YOUR TASK
Among the entries that follow, some lines contain the word "moved". Show all of them.

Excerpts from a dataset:
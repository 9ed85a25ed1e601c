//! Validation of user-supplied files before anything touches the scene.

use crate::assets::{detect_format, ModelFormat};
use std::fmt;
use std::path::Path;

pub const MIB: u64 = 1024 * 1024;
pub const DEFAULT_TEXTURE_LIMIT: u64 = 5 * MIB;
pub const DEFAULT_MODEL_LIMIT: u64 = 50 * MIB;

#[derive(Debug, Clone, Copy, PartialEq, Eq)]
pub enum UploadKind {
    Texture,
    Model,
}

impl fmt::Display for UploadKind {
    fn fmt(&self, f: &mut fmt::Formatter<'_>) -> fmt::Result {
        match self {
            UploadKind::Texture => f.write_str("texture"),
            UploadKind::Model => f.write_str("model"),
        }
    }
}

#[derive(Debug, thiserror::Error, PartialEq, Eq)]
pub enum ValidationError {
    #[error("{kind} file is {} but the limit is {}", format_size(*.size), format_size(*.limit))]
    TooLarge {
        kind: UploadKind,
        size: u64,
        limit: u64,
    },
    #[error("unsupported file format '{mime}'; please upload an image file")]
    NotAnImage { mime: String },
    #[error("unsupported model format for '{name}'; expected .obj, .gltf, .glb or .stl")]
    UnsupportedExtension { name: String },
}

/// A file picked by the user, fully read into memory.
#[derive(Debug, Clone, PartialEq, Eq)]
pub struct UploadedFile {
    pub name: String,
    pub mime: String,
    pub bytes: Vec<u8>,
}

impl UploadedFile {
    pub fn new(name: impl Into<String>, mime: impl Into<String>, bytes: Vec<u8>) -> Self {
        Self {
            name: name.into(),
            mime: mime.into(),
            bytes,
        }
    }

    /// Reads a file from disk, guessing its MIME type from the extension.
    pub fn from_path(path: &Path) -> std::io::Result<Self> {
        let bytes = std::fs::read(path)?;
        let name = path
            .file_name()
            .and_then(|value| value.to_str())
            .unwrap_or("upload")
            .to_string();
        let mime = guess_mime(&name).to_string();
        Ok(Self { name, mime, bytes })
    }

    pub fn size(&self) -> u64 {
        self.bytes.len() as u64
    }
}

pub fn guess_mime(name: &str) -> &'static str {
    let extension = name
        .rsplit_once('.')
        .map(|(_, ext)| ext.to_ascii_lowercase())
        .unwrap_or_default();
    match extension.as_str() {
        "png" => "image/png",
        "jpg" | "jpeg" => "image/jpeg",
        "gif" => "image/gif",
        "bmp" => "image/bmp",
        "webp" => "image/webp",
        "tga" => "image/x-tga",
        "tif" | "tiff" => "image/tiff",
        "obj" => "model/obj",
        "gltf" => "model/gltf+json",
        "glb" => "model/gltf-binary",
        "stl" => "model/stl",
        _ => "application/octet-stream",
    }
}

pub fn validate_texture_upload(file: &UploadedFile, limit: u64) -> Result<(), ValidationError> {
    if !file.mime.starts_with("image/") {
        return Err(ValidationError::NotAnImage {
            mime: file.mime.clone(),
        });
    }
    check_size(UploadKind::Texture, file.size(), limit)
}

/// Extension is checked first so an unsupported file never gets read further.
pub fn validate_model_upload(file: &UploadedFile, limit: u64) -> Result<ModelFormat, ValidationError> {
    let format = detect_format(&file.name).ok_or_else(|| ValidationError::UnsupportedExtension {
        name: file.name.clone(),
    })?;
    check_size(UploadKind::Model, file.size(), limit)?;
    Ok(format)
}

fn check_size(kind: UploadKind, size: u64, limit: u64) -> Result<(), ValidationError> {
    if size > limit {
        return Err(ValidationError::TooLarge { kind, size, limit });
    }
    Ok(())
}

fn format_size(bytes: u64) -> String {
    if bytes >= MIB {
        format!("{:.1} MB", bytes as f64 / MIB as f64)
    } else {
        format!("{:.1} KB", bytes as f64 / 1024.0)
    }
}

#[cfg(test)]
mod tests {
    use super::*;

    fn image_of(size: u64) -> UploadedFile {
        UploadedFile::new("photo.jpg", "image/jpeg", vec![0; size as usize])
    }

    #[test]
    fn texture_limit_is_five_megabytes() {
        assert!(validate_texture_upload(&image_of(4 * MIB), DEFAULT_TEXTURE_LIMIT).is_ok());
        assert_eq!(
            validate_texture_upload(&image_of(6 * MIB), DEFAULT_TEXTURE_LIMIT),
            Err(ValidationError::TooLarge {
                kind: UploadKind::Texture,
                size: 6 * MIB,
                limit: DEFAULT_TEXTURE_LIMIT,
            })
        );
    }

    #[test]
    fn non_images_are_rejected() {
        let file = UploadedFile::new("notes.txt", "text/plain", b"hello".to_vec());
        assert!(matches!(
            validate_texture_upload(&file, DEFAULT_TEXTURE_LIMIT),
            Err(ValidationError::NotAnImage { .. })
        ));
    }

    #[test]
    fn model_uploads_check_extension_then_size() {
        let ok = UploadedFile::new("Teapot.OBJ", "model/obj", vec![0; 1024]);
        assert_eq!(
            validate_model_upload(&ok, DEFAULT_MODEL_LIMIT),
            Ok(ModelFormat::Obj)
        );

        // a 6 MB model is fine; only textures have the small ceiling
        let mid = UploadedFile::new("scan.stl", "model/stl", vec![0; (6 * MIB) as usize]);
        assert_eq!(validate_model_upload(&mid, DEFAULT_MODEL_LIMIT), Ok(ModelFormat::Stl));

        let bad = UploadedFile::new("scene.fbx", "application/octet-stream", vec![0; 10]);
        assert_eq!(
            validate_model_upload(&bad, DEFAULT_MODEL_LIMIT),
            Err(ValidationError::UnsupportedExtension {
                name: "scene.fbx".to_string()
            })
        );

        let huge = UploadedFile::new("huge.glb", "model/gltf-binary", vec![0; 11]);
        assert!(matches!(
            validate_model_upload(&huge, 10),
            Err(ValidationError::TooLarge {
                kind: UploadKind::Model,
                ..
            })
        ));
    }

    #[test]
    fn mime_is_guessed_from_extension() {
        assert_eq!(guess_mime("a.PNG"), "image/png");
        assert_eq!(guess_mime("b.jpeg"), "image/jpeg");
        assert_eq!(guess_mime("model.glb"), "model/gltf-binary");
        assert_eq!(guess_mime("README"), "application/octet-stream");
    }

    #[test]
    fn from_path_reads_name_and_bytes() {
        let mut path = std::env::temp_dir();
        let nonce = std::time::SystemTime::now()
            .duration_since(std::time::UNIX_EPOCH)
            .unwrap()
            .as_nanos();
        path.push(format!("shadelab_upload_{}_{}.png", std::process::id(), nonce));
        std::fs::write(&path, [1u8, 2, 3]).unwrap();

        let file = UploadedFile::from_path(&path).unwrap();
        assert_eq!(file.mime, "image/png");
        assert_eq!(file.bytes, vec![1, 2, 3]);
        assert!(file.name.ends_with(".png"));

        let _ = std::fs::remove_file(path);
    }

    #[test]
    fn size_errors_are_readable() {
        let err = validate_texture_upload(&image_of(6 * MIB), DEFAULT_TEXTURE_LIMIT).unwrap_err();
        assert_eq!(err.to_string(), "texture file is 6.0 MB but the limit is 5.0 MB");
    }
}
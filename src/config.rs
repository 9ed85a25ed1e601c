use crate::upload::{DEFAULT_MODEL_LIMIT, DEFAULT_TEXTURE_LIMIT};
use serde::{Deserialize, Serialize};
use std::path::{Path, PathBuf};

/// Environment variable naming the JSON config file.
pub const CONFIG_ENV: &str = "SHADELAB_CONFIG";

#[derive(Debug, thiserror::Error)]
pub enum ConfigError {
    #[error("IO error: {0}")]
    Io(#[from] std::io::Error),
    #[error("JSON error: {0}")]
    Json(#[from] serde_json::Error),
}

#[derive(Debug, Clone, PartialEq, Serialize, Deserialize)]
#[serde(default)]
pub struct ViewerConfig {
    /// Directory holding `textures/`.
    pub asset_root: PathBuf,
    pub texture_upload_limit: u64,
    pub model_upload_limit: u64,
    /// Radians added to the x and y rotation every frame.
    pub rotation_step: f32,
    /// Largest dimension of a normalized custom model.
    pub model_target_size: f32,
    pub window_title: String,
    pub window_size: [u32; 2],
    pub log_filter: String,
    pub loader_threads: usize,
}

impl Default for ViewerConfig {
    fn default() -> Self {
        Self {
            asset_root: PathBuf::from("assets"),
            texture_upload_limit: DEFAULT_TEXTURE_LIMIT,
            model_upload_limit: DEFAULT_MODEL_LIMIT,
            rotation_step: 0.002,
            model_target_size: 2.0,
            window_title: "Shadelab".to_string(),
            window_size: [1280, 720],
            log_filter: "info".to_string(),
            loader_threads: 1,
        }
    }
}

impl ViewerConfig {
    pub fn load(path: &Path) -> Result<Self, ConfigError> {
        let json = std::fs::read_to_string(path)?;
        let config: ViewerConfig = serde_json::from_str(&json)?;
        Ok(config)
    }

    pub fn save(&self, path: &Path) -> Result<(), ConfigError> {
        let json = serde_json::to_string_pretty(self)?;
        std::fs::write(path, json)?;
        Ok(())
    }

    /// Config named by [`CONFIG_ENV`], or the defaults when the variable is unset.
    pub fn from_env() -> Result<Self, ConfigError> {
        match std::env::var_os(CONFIG_ENV) {
            Some(path) => Self::load(Path::new(&path)),
            None => Ok(Self::default()),
        }
    }
}

#[cfg(test)]
mod tests {
    use super::*;

    fn temp_path(tag: &str) -> PathBuf {
        let mut path = std::env::temp_dir();
        let nonce = std::time::SystemTime::now()
            .duration_since(std::time::UNIX_EPOCH)
            .unwrap()
            .as_nanos();
        path.push(format!(
            "shadelab_config_{}_{}_{}.json",
            tag,
            std::process::id(),
            nonce
        ));
        path
    }

    #[test]
    fn missing_fields_take_defaults() {
        let path = temp_path("partial");
        std::fs::write(&path, r#"{ "rotation_step": 0.01, "asset_root": "/srv/assets" }"#).unwrap();

        let config = ViewerConfig::load(&path).unwrap();
        assert_eq!(config.rotation_step, 0.01);
        assert_eq!(config.asset_root, PathBuf::from("/srv/assets"));
        assert_eq!(config.texture_upload_limit, 5 * 1024 * 1024);
        assert_eq!(config.model_upload_limit, 50 * 1024 * 1024);
        assert_eq!(config.model_target_size, 2.0);

        let _ = std::fs::remove_file(path);
    }

    #[test]
    fn save_then_load_via_file() {
        let path = temp_path("save");
        let config = ViewerConfig {
            window_size: [800, 600],
            loader_threads: 3,
            ..Default::default()
        };
        config.save(&path).unwrap();
        assert_eq!(ViewerConfig::load(&path).unwrap(), config);
        let _ = std::fs::remove_file(path);
    }

    #[test]
    fn bad_files_report_errors() {
        let path = temp_path("invalid");
        std::fs::write(&path, "{ not json").unwrap();
        assert!(matches!(ViewerConfig::load(&path), Err(ConfigError::Json(_))));
        let _ = std::fs::remove_file(&path);
        assert!(matches!(ViewerConfig::load(&path), Err(ConfigError::Io(_))));
    }
}
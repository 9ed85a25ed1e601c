//! # Lighting/Material Model
//!
//! Pure functions from the current parameter snapshot to renderer-native light
//! and material descriptions. No state lives here; the scene assembler owns it.

pub mod background;
pub mod helpers;
pub mod material;

pub use background::{backgrounds, BackgroundId, BackgroundSpec, StarField};
pub use helpers::{light_helper, LightHelper};
pub use material::{
    rendering_modes, resolve_material, LightingModel, MaterialDescription, RenderingModeOption,
    ShadingMode,
};

use crate::color::Rgb;
use glam::Vec3;

/// Number of user-positionable point lights.
pub const CUSTOM_LIGHT_COUNT: usize = 3;

#[derive(Debug, Clone, Copy, PartialEq, Eq, Hash)]
pub enum LightKind {
    Ambient,
    Directional,
    Point,
}

impl LightKind {
    pub fn has_position(self) -> bool {
        !matches!(self, LightKind::Ambient)
    }
}

#[derive(Debug, Clone, Copy, PartialEq, Eq)]
pub enum Axis {
    X,
    Y,
    Z,
}

impl Axis {
    pub const ALL: [Axis; 3] = [Axis::X, Axis::Y, Axis::Z];

    pub fn index(self) -> usize {
        self as usize
    }

    pub fn label(self) -> &'static str {
        match self {
            Axis::X => "X",
            Axis::Y => "Y",
            Axis::Z => "Z",
        }
    }
}

/// User-editable light. Updates return a new value; nothing is mutated in place.
#[derive(Debug, Clone, Copy, PartialEq)]
pub struct LightSpec {
    pub kind: LightKind,
    pub color: Rgb,
    pub intensity: f32,
    /// Ignored for ambient lights.
    pub position: Vec3,
    pub enabled: bool,
    pub helper_visible: bool,
}

impl LightSpec {
    pub fn new(kind: LightKind, color: Rgb, intensity: f32, position: Vec3) -> Self {
        Self {
            kind,
            color,
            intensity: intensity.max(0.0),
            position,
            enabled: true,
            helper_visible: false,
        }
    }

    pub fn with_color(self, color: Rgb) -> Self {
        Self { color, ..self }
    }

    pub fn with_intensity(self, intensity: f32) -> Self {
        Self {
            intensity: intensity.max(0.0),
            ..self
        }
    }

    pub fn with_position(self, position: Vec3) -> Self {
        Self { position, ..self }
    }

    pub fn with_axis(self, axis: Axis, value: f32) -> Self {
        let mut position = self.position;
        position[axis.index()] = value;
        Self { position, ..self }
    }

    pub fn with_enabled(self, enabled: bool) -> Self {
        Self { enabled, ..self }
    }

    pub fn with_helper_visible(self, helper_visible: bool) -> Self {
        Self {
            helper_visible,
            ..self
        }
    }
}

/// What the renderer instantiates for one enabled light.
#[derive(Debug, Clone, Copy, PartialEq)]
pub struct LightDescription {
    pub kind: LightKind,
    pub color: Rgb,
    pub intensity: f32,
    pub position: Option<Vec3>,
}

/// `None` for a disabled light. The helper flag has no say here.
pub fn resolve_light(spec: &LightSpec) -> Option<LightDescription> {
    if !spec.enabled {
        return None;
    }
    Some(LightDescription {
        kind: spec.kind,
        color: spec.color,
        intensity: spec.intensity,
        position: spec.kind.has_position().then_some(spec.position),
    })
}

/// The three fixed lights of the classic ambient + diffuse + specular setup.
#[derive(Debug, Clone, Copy, PartialEq)]
pub struct BaseLights {
    pub ambient: LightSpec,
    pub diffuse: LightSpec,
    pub specular: LightSpec,
}

#[derive(Debug, Clone, Copy, PartialEq, Eq)]
pub enum BaseLight {
    Ambient,
    Diffuse,
    Specular,
}

impl BaseLight {
    pub const ALL: [BaseLight; 3] = [BaseLight::Ambient, BaseLight::Diffuse, BaseLight::Specular];

    pub fn label(self) -> &'static str {
        match self {
            BaseLight::Ambient => "Ambient",
            BaseLight::Diffuse => "Diffuse",
            BaseLight::Specular => "Specular",
        }
    }
}

impl Default for BaseLights {
    fn default() -> Self {
        Self {
            ambient: LightSpec::new(LightKind::Ambient, Rgb::from_hex(0x404040), 0.5, Vec3::ZERO),
            diffuse: LightSpec::new(
                LightKind::Directional,
                Rgb::WHITE,
                0.5,
                Vec3::new(1.0, 1.0, 1.0),
            ),
            specular: LightSpec::new(
                LightKind::Point,
                Rgb::WHITE,
                0.3,
                Vec3::new(-1.0, -1.0, -1.0),
            ),
        }
    }
}

impl BaseLights {
    pub fn get(&self, which: BaseLight) -> &LightSpec {
        match which {
            BaseLight::Ambient => &self.ambient,
            BaseLight::Diffuse => &self.diffuse,
            BaseLight::Specular => &self.specular,
        }
    }

    pub fn with(self, which: BaseLight, spec: LightSpec) -> Self {
        match which {
            BaseLight::Ambient => Self {
                ambient: spec,
                ..self
            },
            BaseLight::Diffuse => Self {
                diffuse: spec,
                ..self
            },
            BaseLight::Specular => Self {
                specular: spec,
                ..self
            },
        }
    }

    pub fn iter(&self) -> impl Iterator<Item = &LightSpec> {
        [&self.ambient, &self.diffuse, &self.specular].into_iter()
    }

    pub fn with_preset(self, preset: &LightingPreset) -> Self {
        Self {
            ambient: self.ambient.with_color(preset.ambient),
            diffuse: self.diffuse.with_color(preset.diffuse),
            specular: self.specular.with_color(preset.specular),
        }
    }
}

/// Default adjustable point lights: red, green and blue around the subject, all off.
pub fn default_custom_lights() -> [LightSpec; CUSTOM_LIGHT_COUNT] {
    [
        (Rgb::from_hex(0xff4040), Vec3::new(2.0, 2.0, 2.0)),
        (Rgb::from_hex(0x40ff40), Vec3::new(-2.0, 2.0, -2.0)),
        (Rgb::from_hex(0x4040ff), Vec3::new(0.0, -2.0, 2.0)),
    ]
    .map(|(color, position)| {
        LightSpec::new(LightKind::Point, color, 1.0, position).with_enabled(false)
    })
}

#[derive(Debug)]
pub struct LightingPreset {
    pub id: &'static str,
    pub display_name: &'static str,
    pub description: &'static str,
    pub ambient: Rgb,
    pub diffuse: Rgb,
    pub specular: Rgb,
}

static LIGHTING_PRESETS: [LightingPreset; 4] = [
    LightingPreset {
        id: "default",
        display_name: "Default",
        description: "Standard lighting setup with ambient, diffuse, and specular lights.",
        ambient: Rgb::from_hex(0x404040),
        diffuse: Rgb::from_hex(0xffffff),
        specular: Rgb::from_hex(0xffffff),
    },
    LightingPreset {
        id: "soft",
        display_name: "Soft",
        description: "Subtle lighting with a focus on ambient and diffuse illumination.",
        ambient: Rgb::from_hex(0x505050),
        diffuse: Rgb::from_hex(0xa0a0a0),
        specular: Rgb::from_hex(0x303030),
    },
    LightingPreset {
        id: "vibrant",
        display_name: "Vibrant",
        description: "Bright and colorful lighting to enhance the shape's details.",
        ambient: Rgb::from_hex(0x606060),
        diffuse: Rgb::from_hex(0xf0f0f0),
        specular: Rgb::from_hex(0x707070),
    },
    LightingPreset {
        id: "dark",
        display_name: "Dark",
        description: "Dim lighting to create a moody and dramatic effect.",
        ambient: Rgb::from_hex(0x202020),
        diffuse: Rgb::from_hex(0x404040),
        specular: Rgb::from_hex(0x101010),
    },
];

pub fn lighting_presets() -> &'static [LightingPreset] {
    &LIGHTING_PRESETS
}

pub fn find_preset(id: &str) -> Option<&'static LightingPreset> {
    LIGHTING_PRESETS.iter().find(|preset| preset.id == id)
}

#[cfg(test)]
mod tests {
    use super::*;

    #[test]
    fn disabled_light_emits_nothing() {
        let spec = BaseLights::default().diffuse;
        assert!(resolve_light(&spec).is_some());
        assert!(resolve_light(&spec.with_enabled(false)).is_none());
    }

    #[test]
    fn ambient_light_has_no_position() {
        let ambient = resolve_light(&BaseLights::default().ambient).unwrap();
        assert_eq!(ambient.position, None);
        let point = resolve_light(&BaseLights::default().specular).unwrap();
        assert_eq!(point.position, Some(Vec3::new(-1.0, -1.0, -1.0)));
    }

    #[test]
    fn helper_flag_does_not_change_illumination() {
        for spec in BaseLights::default().iter().chain(default_custom_lights().iter()) {
            let spec = spec.with_enabled(true);
            let shown = resolve_light(&spec.with_helper_visible(true));
            let hidden = resolve_light(&spec.with_helper_visible(false));
            assert_eq!(shown, hidden);
        }
    }

    #[test]
    fn axis_updates_leave_the_original_untouched() {
        let defaults = default_custom_lights();
        let moved = defaults[0].with_axis(Axis::Y, -4.0);
        assert_eq!(moved.position, Vec3::new(2.0, -4.0, 2.0));
        assert_eq!(defaults[0].position, Vec3::new(2.0, 2.0, 2.0));
        assert_eq!(default_custom_lights()[0].position, Vec3::new(2.0, 2.0, 2.0));
    }

    #[test]
    fn intensity_is_never_negative() {
        let spec = BaseLights::default().ambient.with_intensity(-3.0);
        assert_eq!(spec.intensity, 0.0);
    }

    #[test]
    fn presets_recolor_all_base_lights() {
        let dark = find_preset("dark").unwrap();
        let lights = BaseLights::default().with_preset(dark);
        assert_eq!(lights.ambient.color, Rgb::from_hex(0x202020));
        assert_eq!(lights.diffuse.color, Rgb::from_hex(0x404040));
        assert_eq!(lights.specular.color, Rgb::from_hex(0x101010));
        assert_eq!(lights.diffuse.position, BaseLights::default().diffuse.position);
        assert!(find_preset("neon").is_none());
        assert_eq!(lighting_presets().len(), 4);
    }
}
//! Shadelab - interactive viewer for comparing shading models and light setups.
//!
//! The library holds everything that does not need a window: the shape catalog,
//! material and light resolution, texture and model loading, upload validation
//! and the scene assembler that ties them together. The binary adds the winit
//! shell, the egui controls and the preview renderer.

pub mod assets;
pub mod blobs;
pub mod color;
pub mod config;
pub mod geometry;
pub mod jobs;
pub mod lighting;
pub mod scene;
pub mod session;
pub mod shapes;
pub mod textures;
pub mod upload;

ANSWER SPACE
        let moved = defaults[0].with_axis(Axis::Y, -4.0);
        assert_eq!(moved.position, Vec3::new(2.0, -4.0, 2.0));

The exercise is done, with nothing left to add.